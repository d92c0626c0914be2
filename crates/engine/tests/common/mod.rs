//! Shared fixtures: fake project trees with shell-script build tools

#![allow(dead_code)]

use std::fs;
use std::os::unix::fs::PermissionsExt;
use std::path::Path;
use std::time::Duration;

use depwatch_engine::{EngineSettings, EnvOverlay};

/// Write an executable `/bin/sh` script.
pub fn write_script(path: &Path, body: &str) {
    fs::write(path, format!("#!/bin/sh\n{body}\n")).unwrap();
    let mut perms = fs::metadata(path).unwrap().permissions();
    perms.set_mode(0o755);
    fs::set_permissions(path, perms).unwrap();
}

/// Settings whose tool lookups only see `bin` (plus system dirs when `with_system`).
pub fn settings_for(bin: &Path, with_system: bool) -> EngineSettings {
    let path = if with_system {
        format!("{}:/usr/bin:/bin", bin.display())
    } else {
        bin.display().to_string()
    };
    EngineSettings::builder()
        .process_timeout(Duration::from_secs(10))
        .kill_grace(Duration::from_millis(500))
        .base_overlay(EnvOverlay::new().with("PATH", path))
        .build()
        .unwrap()
}

pub const GRADLE_TREE: &str = r"runtimeClasspath - Runtime classpath of source set 'main'.
+--- org.slf4j:slf4j-api:2.0.9
\--- com.google.guava:guava:32.1.2-jre
     \--- com.google.guava:failureaccess:1.0.1";

/// gradlew that answers `--version` and prints a dependency tree for `dependencies`.
pub fn gradle_wrapper_script(version: &str) -> String {
    format!(
        "case \"$*\" in\n  *--version*) echo \"Gradle {version}\" ;;\n  *dependencies*) cat <<'TREE'\n{GRADLE_TREE}\nTREE\n  ;;\n  *) exit 2 ;;\nesac"
    )
}

/// fake `go` that answers `version` and `list -m all`.
pub fn go_script() -> String {
    "case \"$1\" in\n  version) echo 'go version go1.21.3 linux/amd64' ;;\n  list) printf 'example.com/app\\ngithub.com/pkg/errors v0.9.1\\n' ;;\n  *) exit 2 ;;\nesac".to_owned()
}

Exercise objective :: Print out all of the data above word for word.

Answer to this problem ::
repository d92c0626c0914be2
filename crates/engine/tests/common/mod.rs
//! Shared fixtures: fake project trees with shell-script build tools

#![allow(dead_code)]

use std::fs;
use std::os::unix::fs::PermissionsExt;
use std::path::Path;
use std::time::Duration;

use depwatch_engine::{EngineSettings, EnvOverlay};

/// Write an executable `/bin/sh` script.
pub fn write_script(path: &Path, body: &str) {
    fs::write(path, format!("#!/bin/sh\n{body}\n")).unwrap();
    let mut perms = fs::metadata(path).unwrap().permissions();
    perms.set_mode(0o755);
    fs::set_permissions(path, perms).unwrap();
}

/// Settings whose tool lookups only see `bin` (plus system dirs when `with_system`).
pub fn settings_for(bin: &Path, with_system: bool) -> EngineSettings {
    let path = if with_system {
        format!("{}:/usr/bin:/bin", bin.display())
    } else {
        bin.display().to_string()
    };
    EngineSettings::builder()
        .process_timeout(Duration::from_secs(10))
        .kill_grace(Duration::from_millis(500))
        .base_overlay(EnvOverlay::new().with("PATH", path))
        .build()
        .unwrap()
}

pub const GRADLE_TREE: &str = r"runtimeClasspath - Runtime classpath of source set 'main'.
+--- org.slf4j:slf4j-api:2.0.9
\--- com.google.guava:guava:32.1.2-jre
     \--- com.google.guava:failureaccess:1.0.1";

/// gradlew that answers `--version` and prints a dependency tree for `dependencies`.
pub fn gradle_wrapper_script(version: &str) -> String {
    format!(
        "case \"$*\" in\n  *--version*) echo \"Gradle {version}\" ;;\n  *dependencies*) cat <<'TREE'\n{GRADLE_TREE}\nTREE\n  ;;\n  *) exit 2 ;;\nesac"
    )
}

/// fake `go` that answers `version` and `list -m all`.
pub fn go_script() -> String {
    "case \"$1\" in\n  version) echo 'go version go1.21.3 linux/amd64' ;;\n  list) printf 'example.com/app\\ngithub.com/pkg/errors v0.9.1\\n' ;;\n  *) exit 2 ;;\nesac".to_owned()
}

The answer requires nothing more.